Percentuali per allenatori, spese e netto stimato per Sinner

I top player condividono parte del prize con lo staff tecnico. Ci sono anche costi logistici e di gestione.

  • Quota allenatori: contratti tipici prevedono tra l’8% e il 12% sui prize money.
  • Spese operative: viaggio, vitto e alloggio possono incidere decine di migliaia di euro.
  • Altri costi: consulenze fiscali, tasse di gestione e commissioni professionali.

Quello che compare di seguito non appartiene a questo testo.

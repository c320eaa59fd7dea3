use cairn_types::{ObjType, ObjectId, Record, TypeResult};

/// A typed object that can be persisted through an [`ObjectStore`](crate::ObjectStore).
///
/// Implementations own the mapping between their fields and a [`Record`].
/// `from_record` must accept records produced by `to_record` as well as
/// partial records (missing fields take model defaults).
pub trait Model: Sized + Send + Sync + 'static {
    /// Type tag of this instance.
    fn obj_type(&self) -> ObjType;

    /// Identity, if assigned.
    fn id(&self) -> Option<&ObjectId>;

    /// Assign (or clear) the identity.
    fn set_id(&mut self, id: Option<ObjectId>);

    /// Storage-facing form of this object.
    fn to_record(&self) -> Record;

    /// Build an instance from a storage record.
    fn from_record(record: &Record) -> TypeResult<Self>;
}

Esempio pratico sui numeri

Partendo dai 3,6 milioni di sterline lorde:

  1. Se l’aliquota complessiva UK è del 45%, la tassazione raggiunge circa 1,62 milioni di sterline.
  2. Il netto post-tasse sale quindi a circa 1,98 milioni di sterline, pari a circa 2,3 milioni di euro.
  3. Applicando una percentuale media dell’10% ai coach, il costo è dell’ordine di 200 mila euro.
  4. Aggiungendo spese vive stimate intorno a 100 mila euro, il residuo scende ulteriormente.

Con questi numeri, il guadagno reale di Sinner dall’evento si aggira attorno ai 2 milioni di euro, dopo tasse, remunerazioni dello staff e spese.

Perché l’effetto fiscale pesa sui top player

I giocatori ai vertici guadagnano molto dagli sponsor. Questo rende il tema fiscale particolarmente rilevante.

  • Più alto è il reddito da sponsorship, maggiore è il potenziale prelievo quando si calcolano i giorni di performance nel Regno Unito.
  • Un’uscita precoce dal torneo non azzera però l’obbligo di dichiarare le giornate trascorse nel Paese.
  • Il risultato può essere paradossale: pagare molto senza compensi da match proporzionati.